Genomic sequencing revealed common genes in all isolates, including virulence and biofilm genes sepA and cap, and the staphylococcal multidrug resistance gene smr. Of the 48 isolates, 31 isolates (64.6%) had the mecA gene, but only 29 isolates (60.4%) had phenotypic oxacillin resistance. Also, 5 isolates (10.4%) were phenotypically susceptible to oxacillin yet harbored mecA, and 3 isolates (6.2%) showed phenotypic resistance despite not having mecA (Fig. 2). mecC was not observed in any isolate.

Figure 2. Phylogenetic structure and sequence types (left panel) of the Staphylococcus epidermidis population. Right panel showing gene presence or absence inferred from whole-genome sequencing de novo assemblies. Green cell corresponds to a full gene hit, and white cells to no hit. Only isolates included in both clonality analysis and phylogenetic analysis are shown. Note. AMR, antimicrobial resistance.

Epidemiologic data revealed that most of these patients had a significant prior healthcare exposure (Table 1). Among the 45 patients, 17 (37.8%) had 2 or more same-joint surgeries prior to a positive culture, and 11 patients (28.9%) had 2 or more aspirations prior to a positive culture.

Table 1. Univariate Table of Select Patient Demographics, Healthcare History, and Infection information.

Note. MSIS, Musculoskeletal Infection Society; PJI, prosthetic joint infection.

a Refers only to procedures performed on the joint of Staphylococcus epidermidis sample collection.

Among 45 strains included in the clonality analysis, we identified 6 distinct clusters of isolates. Cluster isolates accounted for 14 (31.1%) of all S. epidermidis joint isolates sequenced (Fig. 3). Also, 3 (21.4%) of the clonal S. epidermidis isolates and 1 (3.2%) of the nonclonal S. epidermidis isolates were obtained from native joints, and the rest were obtained from prosthetic joints. Each cluster of S. epidermidis clonal isolates comprised 2–4 different patients. The average number of days between the first and last clonal isolate in each cluster was 136 days (range, 25–330).

Figure 3. Single-nucleotide polymorphism (SNP) distance values for all pairs of samples of matching sequence types (STs). Only samples belonging to STs with >1 sample are shown. Blue cells correspond to pairwise distance of <25 SNPs, indicating clonality between isolates. For samples identified as part of a cluster, they are designated by the cluster number (eg, C2 for cluster 2).

Further epidemiologic investigation showed that some of these clonal isolates had ties to aspirations or operative procedures occurring during a similar timeframe (Fig. 4). For several clusters, procedures were within weeks of each other, and others were months apart. None of the cluster cases shared common surgical instruments. One cluster involved 2 patients with the same anesthesiologist for surgeries that were performed 2 months apart. Some cluster isolates seemed to have no overlapping connection. Overall, no convincing factor was identified to account for hospital transmission, but aspirations in close chronological proximity appeared to be a relevant factor in some cases. In all cases, clusters appear to have been self-limited and resolved with standard infection control practices.

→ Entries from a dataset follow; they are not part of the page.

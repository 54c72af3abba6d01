// src/parsing/tags.rs

//! Namespaced tag extraction and localization.

use std::collections::HashMap;

use scraper::Html;

use super::{selector, text_of};
use crate::error::Result;

/// Separator used when tags are flattened into one column.
pub const TAG_SEPARATOR: &str = ", ";

/// Namespace label → key prefix. Labels not listed pass through unchanged.
const NAMESPACE_ABBREVIATIONS: &[(&str, &str)] = &[
    ("artist", "a"),
    ("character", "c"),
    ("cosplayer", "cos"),
    ("female", "f"),
    ("group", "g"),
    ("language", "l"),
    ("location", "loc"),
    ("male", "m"),
    ("mixed", "x"),
    ("other", "o"),
    ("parody", "p"),
    ("reclass", "r"),
    // not an official source namespace, but present in the translation feed
    ("temp", "t"),
];

/// Short prefix for a namespace label.
pub fn abbreviate_namespace(label: &str) -> &str {
    NAMESPACE_ABBREVIATIONS
        .iter()
        .find(|(full, _)| *full == label)
        .map(|(_, short)| *short)
        .unwrap_or(label)
}

/// Extract `ns:tag` strings from a detail page's tag table.
///
/// Per namespace row, primary `.gt` tags win; `.gtl` is used only when the
/// row has none, then `.gtw`.
pub fn parse_tag_block(document: &Html) -> Result<Vec<String>> {
    let row_sel = selector("#taglist table tr")?;
    let label_sel = selector("td.tc")?;
    let cell_sel = selector("td:not(.tc)")?;
    let styles = [
        selector("div.gt")?,
        selector("div.gtl")?,
        selector("div.gtw")?,
    ];
    let link_sel = selector("a")?;

    let mut tags = Vec::new();
    for row in document.select(&row_sel) {
        let label = row
            .select(&label_sel)
            .next()
            .map(text_of)
            .unwrap_or_default()
            .replacen(':', "", 1);
        let namespace = abbreviate_namespace(&label);

        let cells: Vec<_> = row.select(&cell_sel).collect();
        let chosen = styles.iter().find_map(|style| {
            let divs: Vec<_> = cells.iter().flat_map(|c| c.select(style)).collect();
            (!divs.is_empty()).then_some(divs)
        });

        for div in chosen.unwrap_or_default() {
            let tag: String = div.select(&link_sel).map(text_of).collect();
            let tag = tag.trim();
            if !tag.is_empty() {
                tags.push(format!("{namespace}:{tag}"));
            }
        }
    }

    Ok(tags)
}

/// Replace each `ns:tag` with `ns:<translation>` where one is known.
///
/// Untranslated tags are kept verbatim.
pub fn translate_tags(tags: &str, translations: &HashMap<String, String>) -> String {
    tags.split(TAG_SEPARATOR)
        .map(|tag| match translations.get(tag) {
            Some(localized) => match tag.split_once(':') {
                Some((namespace, _)) if !namespace.is_empty() => {
                    format!("{namespace}:{localized}")
                }
                _ => localized.clone(),
            },
            None => tag.to_string(),
        })
        .collect::<Vec<_>>()
        .join(TAG_SEPARATOR)
}

/// Split a flattened tag column back into keys.
pub fn split_tags(tags: &str) -> Vec<String> {
    tags.split(TAG_SEPARATOR)
        .map(str::trim)
        .filter(|t| !t.is_empty())
        .map(str::to_string)
        .collect()
}
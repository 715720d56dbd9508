//! Per-(zone, event-kind) cooldown windows

use crate::EventKind;
use std::collections::HashMap;
use std::time::{Duration, Instant};
use tracing::debug;

/// Suppresses duplicate outbound notifications.
///
/// Every dispatch is keyed by `(zone_id, event_kind)`. Signal-derived events
/// are suppressed while a prior dispatch for the same key sits inside the
/// cooldown window; zone transition events always pass.
#[derive(Debug)]
pub struct CooldownGate {
    signal_cooldown: Duration,
    last_sent: HashMap<(String, EventKind), Instant>,
}

impl CooldownGate {
    pub fn new(signal_cooldown: Duration) -> Self {
        Self {
            signal_cooldown,
            last_sent: HashMap::new(),
        }
    }

    fn window(&self, kind: EventKind) -> Option<Duration> {
        match kind {
            EventKind::ZoneStatus => None,
            EventKind::SadExpression => Some(self.signal_cooldown),
        }
    }

    /// Check whether a dispatch for this key may go out now
    pub fn should_send(&self, zone_id: &str, kind: EventKind, now: Instant) -> bool {
        let Some(window) = self.window(kind) else {
            return true;
        };
        match self.last_sent.get(&(zone_id.to_string(), kind)) {
            Some(&last) if now.duration_since(last) < window => {
                debug!(zone = zone_id, kind = kind.as_str(), "dispatch suppressed by cooldown");
                false
            }
            _ => true,
        }
    }

    /// Record that a dispatch for this key was sent
    pub fn record_send(&mut self, zone_id: &str, kind: EventKind, now: Instant) {
        self.last_sent.insert((zone_id.to_string(), kind), now);
    }

    /// Drop all cooldown history (zone-set replacement, session restart)
    pub fn clear(&mut self) {
        self.last_sent.clear();
    }
}

#[cfg(test)]
mod tests {
    use super::*;

    fn at(base: Instant, secs: u64) -> Instant {
        base + Duration::from_secs(secs)
    }

    #[test]
    fn test_signal_cooldown_window() {
        // Dispatch at t=0, retry at t=5 suppressed, t=11 allowed (10s window)
        let base = Instant::now();
        let mut gate = CooldownGate::new(Duration::from_secs(10));

        assert!(gate.should_send("Z1", EventKind::SadExpression, at(base, 0)));
        gate.record_send("Z1", EventKind::SadExpression, at(base, 0));

        assert!(!gate.should_send("Z1", EventKind::SadExpression, at(base, 5)));
        assert!(gate.should_send("Z1", EventKind::SadExpression, at(base, 11)));
    }

    #[test]
    fn test_zone_status_never_cooled() {
        let base = Instant::now();
        let mut gate = CooldownGate::new(Duration::from_secs(10));
        for s in 0..5 {
            assert!(gate.should_send("Z1", EventKind::ZoneStatus, at(base, s)));
            gate.record_send("Z1", EventKind::ZoneStatus, at(base, s));
        }
    }

    #[test]
    fn test_cooldowns_keyed_per_zone() {
        let base = Instant::now();
        let mut gate = CooldownGate::new(Duration::from_secs(10));
        gate.record_send("Z1", EventKind::SadExpression, at(base, 0));
        // A different zone is unaffected by Z1's window
        assert!(gate.should_send("Z2", EventKind::SadExpression, at(base, 1)));
    }

    #[test]
    fn test_clear_resets_windows() {
        let base = Instant::now();
        let mut gate = CooldownGate::new(Duration::from_secs(10));
        gate.record_send("Z1", EventKind::SadExpression, at(base, 0));
        gate.clear();
        assert!(gate.should_send("Z1", EventKind::SadExpression, at(base, 1)));
    }
}
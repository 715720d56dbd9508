//! Detection result types and filtering

use serde::{Deserialize, Serialize};

/// COCO class id for "person"
pub const PERSON_CLASS_ID: u32 = 0;

/// Axis-aligned bounding box in frame pixel coordinates
#[derive(Debug, Clone, Copy, PartialEq, Serialize, Deserialize)]
pub struct BoundingBox {
    pub x1: f32,
    pub y1: f32,
    pub x2: f32,
    pub y2: f32,
}

impl BoundingBox {
    pub fn new(x1: f32, y1: f32, x2: f32, y2: f32) -> Self {
        Self { x1, y1, x2, y2 }
    }

    /// Center point of the box. Zone membership is evaluated at this point.
    pub fn center(&self) -> (f32, f32) {
        ((self.x1 + self.x2) / 2.0, (self.y1 + self.y2) / 2.0)
    }

    pub fn width(&self) -> f32 {
        self.x2 - self.x1
    }

    pub fn height(&self) -> f32 {
        self.y2 - self.y1
    }
}

/// One detected object from a single inference tick.
///
/// Ephemeral: produced fresh each tick, reused unchanged between ticks only
/// for display, never persisted.
#[derive(Debug, Clone, Serialize, Deserialize)]
pub struct Detection {
    pub bbox: BoundingBox,
    pub class_id: u32,
    pub confidence: f32,
}

/// Keep person detections at or above the confidence threshold.
pub fn filter_persons(detections: Vec<Detection>, confidence_threshold: f32) -> Vec<Detection> {
    detections
        .into_iter()
        .filter(|d| d.class_id == PERSON_CLASS_ID && d.confidence >= confidence_threshold)
        .collect()
}

#[cfg(test)]
mod tests {
    use super::*;

    fn det(class_id: u32, confidence: f32) -> Detection {
        Detection {
            bbox: BoundingBox::new(0.0, 0.0, 10.0, 10.0),
            class_id,
            confidence,
        }
    }

    #[test]
    fn test_center() {
        let bbox = BoundingBox::new(10.0, 20.0, 30.0, 60.0);
        assert_eq!(bbox.center(), (20.0, 40.0));
    }

    #[test]
    fn test_filter_discards_low_confidence() {
        // Confidence 0.4 below a 0.5 threshold is discarded entirely.
        let kept = filter_persons(vec![det(PERSON_CLASS_ID, 0.4)], 0.5);
        assert!(kept.is_empty());
    }

    #[test]
    fn test_filter_keeps_threshold_boundary() {
        let kept = filter_persons(vec![det(PERSON_CLASS_ID, 0.5)], 0.5);
        assert_eq!(kept.len(), 1);
    }

    #[test]
    fn test_filter_discards_other_classes() {
        // class 2 = car in COCO
        let kept = filter_persons(vec![det(2, 0.99), det(PERSON_CLASS_ID, 0.9)], 0.5);
        assert_eq!(kept.len(), 1);
        assert_eq!(kept[0].class_id, PERSON_CLASS_ID);
    }
}
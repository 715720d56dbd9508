//! Outbound event dispatch
//!
//! Sends webhook notifications for confirmed zone transitions and for
//! signal-derived alerts (e.g. a sustained sad expression). Dispatch is
//! fire-and-forget: the hot detection loop enqueues onto a bounded channel
//! and a dedicated sender task performs the HTTP POST, so a slow or
//! unreachable endpoint can never stall detection. Send failures are logged
//! and swallowed, never retried.

pub mod cooldown;
pub mod webhook;

pub use cooldown::CooldownGate;
pub use webhook::{DispatcherConfig, EventDispatcher, WebhookPayload};

use serde::{Deserialize, Serialize};
use thiserror::Error;

/// Dispatch error types
#[derive(Error, Debug)]
pub enum DispatchError {
    #[error("HTTP client construction failed: {0}")]
    Client(String),
}

/// Kind of outbound notification, the second half of the cooldown key.
#[derive(Debug, Clone, Copy, PartialEq, Eq, Hash, Serialize, Deserialize)]
#[serde(rename_all = "snake_case")]
pub enum EventKind {
    /// Confirmed zone present/absent transition. Not cooled down: the
    /// presence state machine already guarantees at-most-once-per-transition.
    ZoneStatus,
    /// Sustained sad expression above the confidence cutoff
    SadExpression,
}

impl EventKind {
    pub fn as_str(&self) -> &'static str {
        match self {
            EventKind::ZoneStatus => "zone_status",
            EventKind::SadExpression => "sad_expression",
        }
    }
}
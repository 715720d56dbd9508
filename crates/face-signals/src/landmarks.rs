//! FaceMesh landmark indices and geometry helpers
//!
//! Index constants follow the MediaPipe FaceMesh topology (468 points, 478
//! with iris refinement). The landmark model contract only promises "a set
//! of normalized 2D points"; these constants pin down which points the
//! signal computations read.

use inference::BoundingBox;

/// Minimum landmark count for the mesh indices below to be addressable
pub const MESH_LANDMARK_COUNT: usize = 468;

/// Left eye ring: p1..p6 for the EAR formula
pub const LEFT_EYE: [usize; 6] = [362, 385, 387, 263, 373, 380];
/// Right eye ring: p1..p6 for the EAR formula
pub const RIGHT_EYE: [usize; 6] = [33, 160, 158, 133, 153, 144];
/// Outer lip ring; the MAR formula reads the first 8 as p1..p8
pub const MOUTH_OUTER: [usize; 12] = [61, 146, 91, 181, 84, 17, 314, 405, 321, 375, 291, 308];
pub const LEFT_EYEBROW: [usize; 5] = [70, 63, 105, 66, 107];
pub const RIGHT_EYEBROW: [usize; 5] = [336, 296, 334, 293, 300];

/// Left / right mouth corners
pub const MOUTH_CORNER_LEFT: usize = 61;
pub const MOUTH_CORNER_RIGHT: usize = 291;
/// Upper / lower lip center
pub const MOUTH_TOP: usize = 13;
pub const MOUTH_BOTTOM: usize = 14;

pub(crate) fn dist(a: (f32, f32), b: (f32, f32)) -> f32 {
    let dx = a.0 - b.0;
    let dy = a.1 - b.1;
    (dx * dx + dy * dy).sqrt()
}

pub(crate) fn mean_y(points: &[(f32, f32)], indices: &[usize]) -> f32 {
    indices.iter().map(|&i| points[i].1).sum::<f32>() / indices.len() as f32
}

/// Face bounding box in absolute frame coordinates: landmark extents scaled
/// into the detection region.
pub fn face_bbox(points: &[(f32, f32)], region: &BoundingBox) -> BoundingBox {
    let mut min_x = f32::MAX;
    let mut min_y = f32::MAX;
    let mut max_x = f32::MIN;
    let mut max_y = f32::MIN;
    for &(x, y) in points {
        min_x = min_x.min(x);
        min_y = min_y.min(y);
        max_x = max_x.max(x);
        max_y = max_y.max(y);
    }
    BoundingBox::new(
        region.x1 + min_x * region.width(),
        region.y1 + min_y * region.height(),
        region.x1 + max_x * region.width(),
        region.y1 + max_y * region.height(),
    )
}

#[cfg(any(test, feature = "test-support"))]
pub mod test_support {
    //! Synthetic mesh builders for signal tests

    use super::*;

    const EYE_LINE_Y: f32 = 0.40;
    const MOUTH_LINE_Y: f32 = 0.55;
    const EYE_SPAN: f32 = 0.1;
    const MOUTH_SPAN: f32 = 0.1;

    /// Build a full mesh producing the given metric values exactly.
    pub fn mesh_with(
        ear: f32,
        mar: f32,
        eyebrow_eye_dist: f32,
        mouth_opening: f32,
        corner_curl: f32,
    ) -> Vec<(f32, f32)> {
        let mut points = vec![(0.5f32, 0.5f32); MESH_LANDMARK_COUNT];

        // Eyes: horizontal span fixed, vertical pair distances chosen so
        // (A + B) / (2C) = ear, with the ring mean staying on the eye line.
        let v = EYE_SPAN * ear;
        for (ring, x0) in [(LEFT_EYE, 0.30f32), (RIGHT_EYE, 0.60f32)] {
            points[ring[0]] = (x0, EYE_LINE_Y);
            points[ring[3]] = (x0 + EYE_SPAN, EYE_LINE_Y);
            points[ring[1]] = (x0 + 0.03, EYE_LINE_Y - v / 2.0);
            points[ring[5]] = (x0 + 0.03, EYE_LINE_Y + v / 2.0);
            points[ring[2]] = (x0 + 0.07, EYE_LINE_Y - v / 2.0);
            points[ring[4]] = (x0 + 0.07, EYE_LINE_Y + v / 2.0);
        }

        // Eyebrows sit above the eye line by the requested distance.
        for (i, &idx) in LEFT_EYEBROW.iter().chain(RIGHT_EYEBROW.iter()).enumerate() {
            points[idx] = (0.30 + i as f32 * 0.04, EYE_LINE_Y - eyebrow_eye_dist);
        }

        // Mouth ring: (A + B + C) / (3D) = mar.
        let mv = MOUTH_SPAN * mar;
        points[MOUTH_OUTER[0]] = (0.40, MOUTH_LINE_Y);
        points[MOUTH_OUTER[4]] = (0.40 + MOUTH_SPAN, MOUTH_LINE_Y);
        for (k, x) in [(1usize, 0.42f32), (2, 0.45), (3, 0.48)] {
            points[MOUTH_OUTER[k]] = (x, MOUTH_LINE_Y - mv / 2.0);
            points[MOUTH_OUTER[8 - k]] = (x, MOUTH_LINE_Y + mv / 2.0);
        }

        // Lip centers and corners for the expression metrics.
        let top_y = MOUTH_LINE_Y - mouth_opening / 2.0;
        points[MOUTH_TOP] = (0.45, top_y);
        points[MOUTH_BOTTOM] = (0.45, MOUTH_LINE_Y + mouth_opening / 2.0);
        let corner_y = top_y - corner_curl;
        points[MOUTH_CORNER_LEFT] = (0.40, corner_y);
        points[MOUTH_CORNER_RIGHT] = (0.50, corner_y);

        points
    }

    /// Neutral face: eyes comfortably open, mouth closed, relaxed brows.
    pub fn neutral_mesh() -> Vec<(f32, f32)> {
        mesh_with(0.30, 0.10, 0.03, 0.005, 0.0)
    }
}

#[cfg(test)]
mod tests {
    use super::*;

    #[test]
    fn test_face_bbox_scales_into_region() {
        let points = vec![(0.0, 0.0), (1.0, 0.5), (0.5, 1.0)];
        let region = BoundingBox::new(100.0, 200.0, 300.0, 600.0);
        let bbox = face_bbox(&points, &region);
        assert_eq!(bbox.x1, 100.0);
        assert_eq!(bbox.y1, 200.0);
        assert_eq!(bbox.x2, 300.0);
        assert_eq!(bbox.y2, 600.0);
    }
}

Figure 4. Healthcare visits for patients with clonal Staphylococcus epidermidis isolates. Each row represents 1 patient. The bottom row of each cluster’s figure shows the time scale by month. Arrows indicate months that are consolidated in the figure. Positive cultures are shown only for the specified joint where the clonal isolate was taken from. Yellow circles indicate another positive culture from the same joint that was not a clonal Staphylococcus epidermidis isolate.

Discussion

This 4-year study of consecutive S. epidermidis joint isolates revealed a high degree of antimicrobial resistance and previously undescribed level of hospital transmission of S. epidermidis. S. epidermidis is one of the most common causes of PJI, yet relatively little is known about the transmission dynamics and molecular epidemiology of this organism. This study revealed several novel findings, including multiple clusters of hospital-acquired cases accounting for 14 (31%) of the 45 cases during a period of overall low surgical-site infection rates.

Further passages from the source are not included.